The civic brandocalypse
There's a grim logic at work. If cities are merely sets for the professional class to make products — if cities are playgrounds, and not communities; if they're brands unattached to anything — then the cosmopolitan guests can abuse cities however they want. They can do what tech bro John Keller did, and write a plaintive letter to San Francisco Mayor Ed Lee:
I am writing today, to voice my concern and outrage over the increasing homeless and drug problem that the city is faced with. I’ve been living in SF for over three years, and without a doubt it is the worst it has ever been. Every day, on my way to, and from work, I see people sprawled across the sidewalk, tent cities, human feces, and the faces of addiction. The city is becoming a shanty town ... Worst of all, it is unsafe. What are you going to do to address this problem? The residents of this amazing city no longer feel safe. I know people are frustrated about gentrification happening in the city, but the reality is, we live in a free market society. The wealthy working people have earned their right to live in the city. They went out, got an education, work hard, and earned it. I shouldn’t have to worry about being accosted. I shouldn’t have to see the pain, struggle, and despair of homeless people to and from my way to work every day. I want my parents when they come visit to have a great experience, and enjoy this special place.
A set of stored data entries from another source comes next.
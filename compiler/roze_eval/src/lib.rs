//! Roze Eval - values, executable tree and interpreter.
//!
//! # Architecture
//!
//! - [`Value`]: the closed set of runtime values, including function values
//!   and range generators
//! - [`operators`]: per-operator dispatch tables indexed by `Type`
//! - [`Environment`]: global tier (named functions) plus a per-activation
//!   local tier
//! - [`exec`]: the executable tree produced by `roze_compile`
//! - [`Interpreter`]: walks the executable tree
//!
//! Every evaluation step returns [`EvalResult`]; nothing in this crate exits
//! the process.

mod diagnostics;
mod environment;
pub mod errors;
mod eval_mode;
pub mod exec;
pub mod interpreter;
pub mod operators;
mod value;

pub use diagnostics::{CallFrame, CallStack};
pub use environment::{EnvError, Environment};
pub use errors::{BacktraceFrame, EvalBacktrace, EvalError, EvalErrorKind, EvalResult};
pub use eval_mode::EvalMode;
pub use exec::{ExecBlock, ExecKind, ExecNode, FunctionDef, PipelineStage, ProgramExecutable};
pub use interpreter::{Interpreter, InterpreterBuilder};
pub use operators::{Dispatch, OpTable};
pub use value::{FunctionValue, RangeGenerator, Value, ValueDisplay};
In his long whine, Keller demonstrated what Quartz writer Holly Wood called “an incredible sense of bourgeois entitlement, reckless irony, and sloppy philosophy.” But the actions of America’s municipal governments suggest they take the Kellers of the world seriously.
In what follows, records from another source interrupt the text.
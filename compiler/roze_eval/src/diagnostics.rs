//! Call-stack tracking for the interpreter.
//!
//! Each invocation pushes a [`CallFrame`]; the depth limit is checked on
//! push. When an error escapes a call, the live frames are snapshotted into
//! an [`EvalBacktrace`] on the error.

use roze_ir::{Name, Span, StringInterner};

use crate::errors::{recursion_limit_exceeded, BacktraceFrame, EvalBacktrace};
use crate::EvalError;

/// A single frame in the live call stack.
#[derive(Clone, Debug)]
pub struct CallFrame {
    /// Callee name.
    pub name: Name,
    /// Where the call was made, not where the function is defined.
    pub call_span: Option<Span>,
}

/// Live call stack.
#[derive(Clone, Debug, Default)]
pub struct CallStack {
    frames: Vec<CallFrame>,
    max_depth: Option<usize>,
}

impl CallStack {
    /// `max_depth` is `None` for unlimited.
    pub fn new(max_depth: Option<usize>) -> Self {
        Self {
            frames: Vec::new(),
            max_depth,
        }
    }

    /// Push a frame, failing if the depth limit is reached.
    ///
    /// The frame is not pushed on failure.
    pub fn push(&mut self, frame: CallFrame) -> Result<(), EvalError> {
        if let Some(max) = self.max_depth {
            if self.frames.len() >= max {
                return Err(recursion_limit_exceeded(max));
            }
        }
        self.frames.push(frame);
        Ok(())
    }

    pub fn pop(&mut self) {
        debug_assert!(
            !self.frames.is_empty(),
            "CallStack::pop() called on empty stack"
        );
        self.frames.pop();
    }

    #[inline]
    pub fn depth(&self) -> usize {
        self.frames.len()
    }

    #[inline]
    pub fn is_empty(&self) -> bool {
        self.frames.is_empty()
    }

    pub fn max_depth(&self) -> Option<usize> {
        self.max_depth
    }

    /// Snapshot the frames, most recent call first.
    pub fn capture(&self, interner: &StringInterner) -> EvalBacktrace {
        let frames = self
            .frames
            .iter()
            .rev()
            .map(|f| BacktraceFrame {
                name: interner.lookup(f.name).to_string(),
                span: f.call_span,
            })
            .collect();
        EvalBacktrace::new(frames)
    }

    /// Attach a backtrace to `err` unless it already has one or the stack is
    /// empty.
    pub fn attach_backtrace(&self, err: EvalError, interner: &StringInterner) -> EvalError {
        if self.frames.is_empty() || err.backtrace.is_some() {
            return err;
        }
        err.with_backtrace(self.capture(interner))
    }
}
That’s dangerous. A city for tech bros means that real human concerns will fade into the background. See, the cities have to be made pleasant for the “wealthy working people.” Once we grant that, well, what does social welfare matter? Who cares if the mass-transit works? How many dollars does your cultural legacy buy? Yes, by God, the cities must be made safe for brands … and the people who nurture the brands. If cities are merely consumable brands, then cities are free to bulldoze and condo and Panera-ify minority neighborhoods to their heart's content. In a Yelp thread titled "Tech Bros Killed San Francisco," user "Otto D." wrote this quintessentially modern lament:
Techies and their inflated salaries have destroyed what was a wonderful city. These are the people who wear backpacks on mass transit, import hookers and pay $4 for a slice of toast.
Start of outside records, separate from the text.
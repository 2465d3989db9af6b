//! Name to type map for one compilation.

use rustc_hash::FxHashMap;
use roze_ir::Name;

use crate::Type;

/// Outcome of recording an assignment's type.
#[derive(Copy, Clone, Eq, PartialEq, Debug)]
pub enum Recorded {
    /// First assignment to the name.
    New,
    /// Same type as before, or `Unknown` on either side.
    Unchanged,
    /// Previously `Unknown`, now fixed to a concrete type.
    Refined,
    /// A concrete type different from the one already fixed.
    Conflict { existing: Type },
}

/// Types of named variables, mutated only by the compiler.
///
/// Once a name has a concrete type, assigning a different concrete type is
/// a conflict. `Unknown` on either side defers the check to run time.
#[derive(Clone, Debug, Default)]
pub struct TypeRegistry {
    types: FxHashMap<Name, Type>,
}

impl TypeRegistry {
    pub fn new() -> Self {
        Self::default()
    }

    pub fn get(&self, name: Name) -> Option<Type> {
        self.types.get(&name).copied()
    }

    /// Type of `name`, or `Unknown` when it has none recorded.
    pub fn type_of(&self, name: Name) -> Type {
        self.get(name).unwrap_or(Type::Unknown)
    }

    /// Record that `name` is assigned a value of type `ty`.
    ///
    /// On conflict the existing entry is kept.
    pub fn record(&mut self, name: Name, ty: Type) -> Recorded {
        match self.types.get(&name).copied() {
            None => {
                self.types.insert(name, ty);
                Recorded::New
            }
            Some(existing) if existing == ty || ty.is_unknown() => Recorded::Unchanged,
            Some(Type::Unknown) => {
                tracing::trace!(?name, %ty, "refined unknown variable type");
                self.types.insert(name, ty);
                Recorded::Refined
            }
            Some(existing) => Recorded::Conflict { existing },
        }
    }

    pub fn len(&self) -> usize {
        self.types.len()
    }

    pub fn is_empty(&self) -> bool {
        self.types.is_empty()
    }
}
We owe it to our cities to treat them as more than disposable objects. There's an old medieval saying: City air makes you free. And in the old words lie new hope. The lovely fact about tech bros is that they burn out. The nice thing about brands is that they're so insubstantial: rolling stones that gather no moss. They can attract, but they accrue no weight, they belong to no one, and can provide no shelter. When was the last time a neighborhood Texaco took in a gay kid fleeing his homeland? When has DKNY opened its doors to a migrant family, the way Dallas has? People still weep for old Harlem; how many books get written about Quadraflex?
New York is not a brand. Chicago is not a brand. Phoenix and Seattle and Miami are not brands. They are brick-and-mortar distillations of human lives and desires. And despite all appearances to the contrary, the city and people of San Francisco are not a brand. The City of Saint Francis, whose streets remember when it was a mission and whose harbor welcomed the ships of China — San Francisco, which suffered cholera and fire and plague, which knew the Emperor Norton and Harvey Milk and the Summer of Love, will go on, long after the last tech company has moved on to some man-made garbage island in the mid-Pacific. The brands will vanish, and the cities will remain, splendid Babel and its towers rising still.